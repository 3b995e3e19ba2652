/// Unit constants and conversions for the harvest calculation.
///
/// The rule-of-thumb conversion at the heart of the model: 1 mm of rain
/// falling on 1 m² of catchment is 1 litre of water.
pub const LITRES_PER_MM_PER_SQUARE_METRE: f64 = 1.;

pub const LITRES_PER_KILOLITRE: u32 = 1_000;

/// Mean length of a calendar month in days, used to spread a monthly demand
/// figure uniformly over daily simulation steps.
pub const MEAN_DAYS_PER_MONTH: f64 = 30.437;

pub fn litres_to_kilolitres(litres: f64) -> f64 {
    litres / LITRES_PER_KILOLITRE as f64
}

[THE PROBLEM] Quote the material exactly, leaving nothing out.

[RESULT]
repository 3b995e3e19ba2652
/// Unit constants and conversions for the harvest calculation.
///
/// The rule-of-thumb conversion at the heart of the model: 1 mm of rain
/// falling on 1 m² of catchment is 1 litre of water.
pub const LITRES_PER_MM_PER_SQUARE_METRE: f64 = 1.;

pub const LITRES_PER_KILOLITRE: u32 = 1_000;

/// Mean length of a calendar month in days, used to spread a monthly demand
/// figure uniformly over daily simulation steps.
pub const MEAN_DAYS_PER_MONTH: f64 = 30.437;

pub fn litres_to_kilolitres(litres: f64) -> f64 {
    litres / LITRES_PER_KILOLITRE as f64
}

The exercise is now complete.